» **What this task involves**
Copy out each line of the material in which the word "CopyStats" appears.

» **Records to process**

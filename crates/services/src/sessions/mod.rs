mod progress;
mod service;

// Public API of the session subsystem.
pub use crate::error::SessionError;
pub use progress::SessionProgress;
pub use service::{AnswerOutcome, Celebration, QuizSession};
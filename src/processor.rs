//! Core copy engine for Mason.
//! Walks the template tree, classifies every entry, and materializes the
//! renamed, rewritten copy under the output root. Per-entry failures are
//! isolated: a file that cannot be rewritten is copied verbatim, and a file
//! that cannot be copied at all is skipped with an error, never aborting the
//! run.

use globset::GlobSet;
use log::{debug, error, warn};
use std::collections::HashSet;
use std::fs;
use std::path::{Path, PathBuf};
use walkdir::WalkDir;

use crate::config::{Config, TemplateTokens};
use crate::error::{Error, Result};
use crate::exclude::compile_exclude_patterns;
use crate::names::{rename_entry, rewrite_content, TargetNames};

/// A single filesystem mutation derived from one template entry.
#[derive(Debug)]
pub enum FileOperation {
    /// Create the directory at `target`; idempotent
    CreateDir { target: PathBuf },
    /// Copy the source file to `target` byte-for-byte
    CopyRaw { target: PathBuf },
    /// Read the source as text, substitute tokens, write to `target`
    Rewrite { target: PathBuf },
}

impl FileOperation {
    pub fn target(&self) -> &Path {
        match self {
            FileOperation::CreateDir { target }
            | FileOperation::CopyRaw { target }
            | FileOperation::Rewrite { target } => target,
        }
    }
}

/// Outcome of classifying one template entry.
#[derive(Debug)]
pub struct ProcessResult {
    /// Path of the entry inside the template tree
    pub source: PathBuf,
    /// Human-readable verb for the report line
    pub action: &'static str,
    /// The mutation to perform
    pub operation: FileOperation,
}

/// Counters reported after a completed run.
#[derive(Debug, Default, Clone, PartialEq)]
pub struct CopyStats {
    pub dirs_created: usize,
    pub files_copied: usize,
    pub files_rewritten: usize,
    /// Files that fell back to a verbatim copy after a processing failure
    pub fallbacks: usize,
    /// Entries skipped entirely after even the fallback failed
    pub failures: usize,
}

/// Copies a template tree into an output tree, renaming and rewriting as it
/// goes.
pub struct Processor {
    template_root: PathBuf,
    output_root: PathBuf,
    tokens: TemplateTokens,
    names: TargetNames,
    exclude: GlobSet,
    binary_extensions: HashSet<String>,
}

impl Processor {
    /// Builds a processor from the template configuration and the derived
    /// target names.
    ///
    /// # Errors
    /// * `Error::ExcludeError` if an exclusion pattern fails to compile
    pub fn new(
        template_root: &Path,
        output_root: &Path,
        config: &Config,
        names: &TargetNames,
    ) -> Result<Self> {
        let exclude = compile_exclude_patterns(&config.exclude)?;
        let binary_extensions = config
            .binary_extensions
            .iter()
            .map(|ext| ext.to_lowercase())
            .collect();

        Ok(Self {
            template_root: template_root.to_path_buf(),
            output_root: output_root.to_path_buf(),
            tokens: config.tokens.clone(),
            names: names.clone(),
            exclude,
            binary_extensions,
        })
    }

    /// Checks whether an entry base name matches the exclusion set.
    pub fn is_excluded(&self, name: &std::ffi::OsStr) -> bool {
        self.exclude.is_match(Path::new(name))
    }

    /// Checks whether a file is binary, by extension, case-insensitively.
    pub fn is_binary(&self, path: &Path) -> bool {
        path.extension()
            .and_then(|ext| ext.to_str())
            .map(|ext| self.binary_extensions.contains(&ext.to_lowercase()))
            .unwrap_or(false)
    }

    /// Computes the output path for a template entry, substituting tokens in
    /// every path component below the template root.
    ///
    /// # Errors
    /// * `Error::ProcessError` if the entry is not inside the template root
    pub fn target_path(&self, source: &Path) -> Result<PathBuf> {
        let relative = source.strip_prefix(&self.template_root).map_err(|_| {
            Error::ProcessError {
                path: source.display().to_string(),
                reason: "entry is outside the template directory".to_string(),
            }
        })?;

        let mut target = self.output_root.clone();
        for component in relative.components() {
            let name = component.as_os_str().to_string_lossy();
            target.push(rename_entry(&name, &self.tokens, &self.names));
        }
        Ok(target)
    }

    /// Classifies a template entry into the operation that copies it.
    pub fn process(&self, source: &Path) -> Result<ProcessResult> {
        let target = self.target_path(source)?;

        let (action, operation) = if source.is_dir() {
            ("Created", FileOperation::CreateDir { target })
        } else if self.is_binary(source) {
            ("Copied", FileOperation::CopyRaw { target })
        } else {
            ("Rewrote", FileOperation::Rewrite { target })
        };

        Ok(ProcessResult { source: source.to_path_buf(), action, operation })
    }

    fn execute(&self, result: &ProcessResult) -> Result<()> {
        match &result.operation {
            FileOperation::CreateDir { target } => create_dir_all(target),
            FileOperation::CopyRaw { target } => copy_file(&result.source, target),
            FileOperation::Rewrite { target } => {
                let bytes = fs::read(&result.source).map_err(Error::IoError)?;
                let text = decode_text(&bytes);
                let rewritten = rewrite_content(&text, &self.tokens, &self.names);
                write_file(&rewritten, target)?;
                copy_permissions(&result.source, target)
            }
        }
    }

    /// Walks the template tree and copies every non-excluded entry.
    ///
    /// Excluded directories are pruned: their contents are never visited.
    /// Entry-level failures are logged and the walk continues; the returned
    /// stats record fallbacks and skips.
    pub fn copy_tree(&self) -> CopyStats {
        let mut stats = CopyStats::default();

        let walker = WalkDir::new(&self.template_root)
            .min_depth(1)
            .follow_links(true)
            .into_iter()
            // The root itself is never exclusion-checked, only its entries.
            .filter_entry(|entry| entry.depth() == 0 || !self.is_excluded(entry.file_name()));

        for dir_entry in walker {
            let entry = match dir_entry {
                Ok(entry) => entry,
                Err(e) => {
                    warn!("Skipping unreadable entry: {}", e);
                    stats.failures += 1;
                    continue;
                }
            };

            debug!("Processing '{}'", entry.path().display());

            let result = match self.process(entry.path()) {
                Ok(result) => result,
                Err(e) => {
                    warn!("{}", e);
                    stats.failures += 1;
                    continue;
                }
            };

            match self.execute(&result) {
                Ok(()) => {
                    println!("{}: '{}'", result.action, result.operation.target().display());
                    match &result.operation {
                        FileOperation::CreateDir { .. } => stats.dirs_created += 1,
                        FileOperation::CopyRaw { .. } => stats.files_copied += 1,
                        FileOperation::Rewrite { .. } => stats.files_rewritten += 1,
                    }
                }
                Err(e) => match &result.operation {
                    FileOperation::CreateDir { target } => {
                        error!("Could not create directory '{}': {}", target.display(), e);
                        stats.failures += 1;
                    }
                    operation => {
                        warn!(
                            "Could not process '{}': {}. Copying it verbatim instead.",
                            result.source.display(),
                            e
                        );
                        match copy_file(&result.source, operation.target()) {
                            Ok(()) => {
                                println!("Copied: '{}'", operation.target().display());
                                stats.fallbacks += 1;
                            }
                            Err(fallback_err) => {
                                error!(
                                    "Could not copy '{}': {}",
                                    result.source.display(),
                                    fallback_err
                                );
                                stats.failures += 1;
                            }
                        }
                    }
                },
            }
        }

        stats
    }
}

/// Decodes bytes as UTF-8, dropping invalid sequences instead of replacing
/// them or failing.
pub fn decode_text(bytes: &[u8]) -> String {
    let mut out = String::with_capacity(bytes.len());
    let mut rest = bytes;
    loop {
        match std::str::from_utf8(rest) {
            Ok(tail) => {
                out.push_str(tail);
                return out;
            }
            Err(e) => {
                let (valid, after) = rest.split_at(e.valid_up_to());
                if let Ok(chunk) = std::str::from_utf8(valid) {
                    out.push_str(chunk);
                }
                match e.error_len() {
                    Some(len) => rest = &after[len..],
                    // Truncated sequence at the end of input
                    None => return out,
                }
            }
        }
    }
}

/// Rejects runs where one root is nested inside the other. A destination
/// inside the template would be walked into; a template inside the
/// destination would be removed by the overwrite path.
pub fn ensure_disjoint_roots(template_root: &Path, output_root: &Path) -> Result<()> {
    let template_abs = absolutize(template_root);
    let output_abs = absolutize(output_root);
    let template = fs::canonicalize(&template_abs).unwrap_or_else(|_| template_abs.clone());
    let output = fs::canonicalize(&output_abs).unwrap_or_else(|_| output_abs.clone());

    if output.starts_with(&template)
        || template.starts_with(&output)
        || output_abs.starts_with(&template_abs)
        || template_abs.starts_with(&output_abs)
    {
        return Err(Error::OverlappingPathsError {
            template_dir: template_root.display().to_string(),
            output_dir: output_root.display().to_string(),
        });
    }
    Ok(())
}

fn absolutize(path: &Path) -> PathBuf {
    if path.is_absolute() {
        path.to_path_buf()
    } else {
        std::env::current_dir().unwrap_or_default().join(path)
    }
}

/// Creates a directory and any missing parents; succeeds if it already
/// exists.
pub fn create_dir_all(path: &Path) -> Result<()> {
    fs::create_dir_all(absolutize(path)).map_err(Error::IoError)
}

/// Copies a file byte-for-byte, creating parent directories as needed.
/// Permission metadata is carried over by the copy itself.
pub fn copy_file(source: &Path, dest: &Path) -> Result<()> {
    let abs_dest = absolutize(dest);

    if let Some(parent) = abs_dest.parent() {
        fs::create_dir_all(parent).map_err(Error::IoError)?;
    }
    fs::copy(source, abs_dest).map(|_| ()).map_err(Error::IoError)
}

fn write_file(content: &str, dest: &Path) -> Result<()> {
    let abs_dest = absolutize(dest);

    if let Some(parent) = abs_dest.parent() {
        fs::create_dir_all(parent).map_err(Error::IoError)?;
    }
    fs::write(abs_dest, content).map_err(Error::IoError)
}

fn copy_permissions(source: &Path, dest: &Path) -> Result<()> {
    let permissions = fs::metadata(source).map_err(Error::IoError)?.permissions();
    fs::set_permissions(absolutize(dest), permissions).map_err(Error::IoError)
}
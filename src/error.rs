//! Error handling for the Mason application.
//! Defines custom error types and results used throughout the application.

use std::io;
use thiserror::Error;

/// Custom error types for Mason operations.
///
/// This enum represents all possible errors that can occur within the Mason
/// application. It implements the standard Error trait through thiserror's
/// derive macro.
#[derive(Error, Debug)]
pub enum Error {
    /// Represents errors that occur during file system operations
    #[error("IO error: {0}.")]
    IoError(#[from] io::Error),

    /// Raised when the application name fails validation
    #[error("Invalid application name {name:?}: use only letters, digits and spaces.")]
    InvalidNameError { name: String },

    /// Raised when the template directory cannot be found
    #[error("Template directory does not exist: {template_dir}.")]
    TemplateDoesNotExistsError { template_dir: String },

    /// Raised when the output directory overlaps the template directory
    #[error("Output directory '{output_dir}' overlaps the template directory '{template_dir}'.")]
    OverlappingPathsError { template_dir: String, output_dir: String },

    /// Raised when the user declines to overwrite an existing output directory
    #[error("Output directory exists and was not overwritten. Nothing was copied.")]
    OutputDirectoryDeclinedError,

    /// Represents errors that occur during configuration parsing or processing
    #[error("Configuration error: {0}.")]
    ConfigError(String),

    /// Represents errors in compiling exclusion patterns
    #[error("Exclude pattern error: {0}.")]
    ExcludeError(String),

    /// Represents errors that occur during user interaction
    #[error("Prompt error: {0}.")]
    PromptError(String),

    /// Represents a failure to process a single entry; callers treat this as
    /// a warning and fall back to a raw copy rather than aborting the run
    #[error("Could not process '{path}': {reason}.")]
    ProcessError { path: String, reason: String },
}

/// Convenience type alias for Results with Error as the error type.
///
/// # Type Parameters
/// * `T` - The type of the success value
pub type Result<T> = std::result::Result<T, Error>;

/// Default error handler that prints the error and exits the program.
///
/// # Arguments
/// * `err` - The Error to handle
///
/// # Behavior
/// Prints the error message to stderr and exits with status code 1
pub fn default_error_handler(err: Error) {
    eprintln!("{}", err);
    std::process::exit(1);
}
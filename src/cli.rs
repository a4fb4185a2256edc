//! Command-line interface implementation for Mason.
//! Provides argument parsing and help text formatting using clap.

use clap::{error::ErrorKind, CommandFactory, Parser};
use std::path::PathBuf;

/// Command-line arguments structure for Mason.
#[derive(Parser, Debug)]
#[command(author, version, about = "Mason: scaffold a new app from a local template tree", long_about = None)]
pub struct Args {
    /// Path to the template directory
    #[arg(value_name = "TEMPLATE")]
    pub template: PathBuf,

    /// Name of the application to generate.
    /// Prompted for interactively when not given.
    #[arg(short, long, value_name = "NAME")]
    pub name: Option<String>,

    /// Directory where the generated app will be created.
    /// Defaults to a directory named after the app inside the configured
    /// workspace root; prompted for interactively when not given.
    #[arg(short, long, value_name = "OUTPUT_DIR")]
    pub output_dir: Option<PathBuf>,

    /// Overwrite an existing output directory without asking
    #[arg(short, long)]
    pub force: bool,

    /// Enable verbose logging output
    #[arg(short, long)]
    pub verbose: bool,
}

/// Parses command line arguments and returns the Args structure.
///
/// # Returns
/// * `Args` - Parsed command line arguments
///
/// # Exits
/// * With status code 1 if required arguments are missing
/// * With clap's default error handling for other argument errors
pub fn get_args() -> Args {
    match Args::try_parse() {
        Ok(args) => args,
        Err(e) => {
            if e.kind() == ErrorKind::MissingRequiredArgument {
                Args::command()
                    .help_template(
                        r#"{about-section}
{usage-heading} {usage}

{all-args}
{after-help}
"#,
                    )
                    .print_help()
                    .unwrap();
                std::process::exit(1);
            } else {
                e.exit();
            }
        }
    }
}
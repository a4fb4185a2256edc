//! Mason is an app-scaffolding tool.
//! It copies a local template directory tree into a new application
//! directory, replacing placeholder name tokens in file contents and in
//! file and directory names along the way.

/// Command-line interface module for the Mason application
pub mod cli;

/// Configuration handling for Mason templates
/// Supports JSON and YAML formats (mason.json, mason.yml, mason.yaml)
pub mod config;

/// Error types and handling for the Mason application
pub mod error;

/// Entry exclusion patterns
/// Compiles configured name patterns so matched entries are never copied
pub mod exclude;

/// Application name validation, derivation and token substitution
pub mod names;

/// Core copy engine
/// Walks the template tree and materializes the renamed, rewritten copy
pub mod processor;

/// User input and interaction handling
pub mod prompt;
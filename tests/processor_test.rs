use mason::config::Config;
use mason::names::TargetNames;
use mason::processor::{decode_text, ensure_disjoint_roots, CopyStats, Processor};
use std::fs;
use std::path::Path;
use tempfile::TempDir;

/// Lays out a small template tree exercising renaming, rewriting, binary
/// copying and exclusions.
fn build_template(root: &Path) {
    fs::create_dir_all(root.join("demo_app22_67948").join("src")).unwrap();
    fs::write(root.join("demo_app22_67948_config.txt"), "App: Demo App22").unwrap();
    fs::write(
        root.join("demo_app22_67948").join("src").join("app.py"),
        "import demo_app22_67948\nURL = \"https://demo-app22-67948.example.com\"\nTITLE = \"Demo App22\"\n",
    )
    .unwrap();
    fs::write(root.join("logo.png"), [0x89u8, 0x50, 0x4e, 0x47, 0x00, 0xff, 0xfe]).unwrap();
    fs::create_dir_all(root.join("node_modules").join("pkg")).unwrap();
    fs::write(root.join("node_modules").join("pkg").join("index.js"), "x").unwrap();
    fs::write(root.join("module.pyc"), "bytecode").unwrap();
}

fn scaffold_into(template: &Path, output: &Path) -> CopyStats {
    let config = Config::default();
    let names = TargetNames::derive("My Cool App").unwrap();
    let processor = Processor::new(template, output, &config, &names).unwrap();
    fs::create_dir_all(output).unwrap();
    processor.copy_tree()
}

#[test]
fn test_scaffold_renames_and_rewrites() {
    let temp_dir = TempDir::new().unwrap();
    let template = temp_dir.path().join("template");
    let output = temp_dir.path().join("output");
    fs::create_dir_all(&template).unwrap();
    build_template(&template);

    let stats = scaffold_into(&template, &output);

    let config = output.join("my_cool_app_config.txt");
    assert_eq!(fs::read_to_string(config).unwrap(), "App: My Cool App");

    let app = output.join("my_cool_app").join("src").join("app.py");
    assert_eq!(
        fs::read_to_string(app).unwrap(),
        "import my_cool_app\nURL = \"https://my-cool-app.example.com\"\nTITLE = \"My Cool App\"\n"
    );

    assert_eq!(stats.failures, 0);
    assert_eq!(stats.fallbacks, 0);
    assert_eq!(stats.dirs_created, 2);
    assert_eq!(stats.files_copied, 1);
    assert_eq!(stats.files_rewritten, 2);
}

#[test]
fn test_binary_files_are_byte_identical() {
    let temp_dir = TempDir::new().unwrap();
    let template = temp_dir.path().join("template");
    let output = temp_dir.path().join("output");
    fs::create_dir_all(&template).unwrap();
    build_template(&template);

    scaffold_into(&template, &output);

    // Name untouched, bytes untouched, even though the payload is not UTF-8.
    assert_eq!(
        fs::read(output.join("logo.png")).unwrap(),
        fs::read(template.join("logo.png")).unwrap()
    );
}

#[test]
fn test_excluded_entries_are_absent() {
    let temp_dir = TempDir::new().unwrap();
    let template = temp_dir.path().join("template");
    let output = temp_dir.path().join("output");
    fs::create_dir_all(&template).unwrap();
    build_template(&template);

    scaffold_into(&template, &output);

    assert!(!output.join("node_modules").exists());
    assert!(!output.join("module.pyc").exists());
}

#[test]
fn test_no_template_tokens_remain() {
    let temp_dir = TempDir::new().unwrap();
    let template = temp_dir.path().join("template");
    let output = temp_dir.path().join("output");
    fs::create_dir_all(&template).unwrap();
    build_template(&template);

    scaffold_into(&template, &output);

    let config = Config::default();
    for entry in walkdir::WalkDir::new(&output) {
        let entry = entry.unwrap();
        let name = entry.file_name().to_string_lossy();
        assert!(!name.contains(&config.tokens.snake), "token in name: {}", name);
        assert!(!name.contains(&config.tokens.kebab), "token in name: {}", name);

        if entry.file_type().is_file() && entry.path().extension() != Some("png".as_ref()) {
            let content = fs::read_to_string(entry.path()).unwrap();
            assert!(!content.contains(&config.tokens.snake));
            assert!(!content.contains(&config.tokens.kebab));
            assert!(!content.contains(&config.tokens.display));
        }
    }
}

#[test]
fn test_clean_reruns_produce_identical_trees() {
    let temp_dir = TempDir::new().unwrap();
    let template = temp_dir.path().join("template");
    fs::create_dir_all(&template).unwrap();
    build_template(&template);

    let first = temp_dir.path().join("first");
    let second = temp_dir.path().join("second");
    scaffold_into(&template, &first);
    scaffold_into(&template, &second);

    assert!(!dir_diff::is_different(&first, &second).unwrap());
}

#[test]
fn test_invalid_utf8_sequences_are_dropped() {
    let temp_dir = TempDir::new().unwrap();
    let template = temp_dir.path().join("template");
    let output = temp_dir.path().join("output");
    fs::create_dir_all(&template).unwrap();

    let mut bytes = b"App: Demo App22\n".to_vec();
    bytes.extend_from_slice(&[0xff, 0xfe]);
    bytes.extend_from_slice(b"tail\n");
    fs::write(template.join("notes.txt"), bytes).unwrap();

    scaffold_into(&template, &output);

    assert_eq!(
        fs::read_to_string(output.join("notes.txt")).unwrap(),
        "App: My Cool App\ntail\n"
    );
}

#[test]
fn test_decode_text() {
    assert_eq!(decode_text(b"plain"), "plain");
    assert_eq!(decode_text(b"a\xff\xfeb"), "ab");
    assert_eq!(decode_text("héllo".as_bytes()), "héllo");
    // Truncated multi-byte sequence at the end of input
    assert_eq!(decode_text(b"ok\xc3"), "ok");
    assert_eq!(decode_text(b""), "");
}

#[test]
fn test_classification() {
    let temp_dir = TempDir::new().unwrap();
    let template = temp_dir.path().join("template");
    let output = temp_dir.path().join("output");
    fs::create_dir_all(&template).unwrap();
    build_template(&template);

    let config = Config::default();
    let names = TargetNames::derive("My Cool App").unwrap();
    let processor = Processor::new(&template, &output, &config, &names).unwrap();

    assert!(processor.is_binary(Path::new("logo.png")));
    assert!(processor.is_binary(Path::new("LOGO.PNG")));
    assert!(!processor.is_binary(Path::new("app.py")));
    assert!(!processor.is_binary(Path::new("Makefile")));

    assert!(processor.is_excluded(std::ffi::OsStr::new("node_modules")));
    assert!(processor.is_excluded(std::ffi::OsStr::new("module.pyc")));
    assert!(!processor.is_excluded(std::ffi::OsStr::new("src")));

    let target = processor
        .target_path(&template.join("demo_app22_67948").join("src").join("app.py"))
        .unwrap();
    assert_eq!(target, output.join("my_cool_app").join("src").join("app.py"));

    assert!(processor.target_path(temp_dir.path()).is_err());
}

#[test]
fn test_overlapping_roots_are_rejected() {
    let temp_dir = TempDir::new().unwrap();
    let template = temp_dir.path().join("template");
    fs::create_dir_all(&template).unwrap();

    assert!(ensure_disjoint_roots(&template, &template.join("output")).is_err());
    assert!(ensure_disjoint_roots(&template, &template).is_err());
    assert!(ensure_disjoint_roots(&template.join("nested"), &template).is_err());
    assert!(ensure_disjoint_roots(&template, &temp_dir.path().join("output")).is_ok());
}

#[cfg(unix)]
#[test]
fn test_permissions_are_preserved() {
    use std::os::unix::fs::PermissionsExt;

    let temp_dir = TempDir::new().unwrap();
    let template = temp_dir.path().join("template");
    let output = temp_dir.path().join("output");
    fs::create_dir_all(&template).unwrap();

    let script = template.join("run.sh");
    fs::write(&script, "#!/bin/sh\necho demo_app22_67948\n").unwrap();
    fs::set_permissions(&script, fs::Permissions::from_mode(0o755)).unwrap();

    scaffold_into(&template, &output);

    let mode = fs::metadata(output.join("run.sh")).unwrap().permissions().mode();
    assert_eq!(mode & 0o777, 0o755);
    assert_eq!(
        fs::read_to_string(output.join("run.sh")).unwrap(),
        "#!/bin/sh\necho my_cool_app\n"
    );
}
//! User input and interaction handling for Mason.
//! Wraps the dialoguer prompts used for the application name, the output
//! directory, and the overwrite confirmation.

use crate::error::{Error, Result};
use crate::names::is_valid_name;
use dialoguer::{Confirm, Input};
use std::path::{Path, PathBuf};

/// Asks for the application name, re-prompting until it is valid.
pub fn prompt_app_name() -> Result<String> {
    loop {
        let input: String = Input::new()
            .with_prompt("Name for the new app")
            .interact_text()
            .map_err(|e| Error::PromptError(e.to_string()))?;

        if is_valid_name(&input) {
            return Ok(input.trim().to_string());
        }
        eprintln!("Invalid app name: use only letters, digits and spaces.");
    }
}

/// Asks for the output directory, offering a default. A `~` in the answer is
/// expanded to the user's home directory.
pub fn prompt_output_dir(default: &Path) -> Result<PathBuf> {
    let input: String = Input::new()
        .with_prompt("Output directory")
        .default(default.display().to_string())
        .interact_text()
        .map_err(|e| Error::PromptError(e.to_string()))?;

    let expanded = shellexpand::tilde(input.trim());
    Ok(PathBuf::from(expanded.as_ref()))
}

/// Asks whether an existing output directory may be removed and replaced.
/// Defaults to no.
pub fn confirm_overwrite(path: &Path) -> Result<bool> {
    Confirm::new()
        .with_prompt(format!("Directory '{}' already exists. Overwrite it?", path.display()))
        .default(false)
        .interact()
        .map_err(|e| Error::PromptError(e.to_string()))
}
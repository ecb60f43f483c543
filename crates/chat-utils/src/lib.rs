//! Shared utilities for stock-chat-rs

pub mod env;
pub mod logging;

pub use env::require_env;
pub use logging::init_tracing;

» **Task result**
pub struct CopyStats {
    pub fn copy_tree(&self) -> CopyStats {
        let mut stats = CopyStats::default();
use mason::processor::{decode_text, ensure_disjoint_roots, CopyStats, Processor};
fn scaffold_into(template: &Path, output: &Path) -> CopyStats {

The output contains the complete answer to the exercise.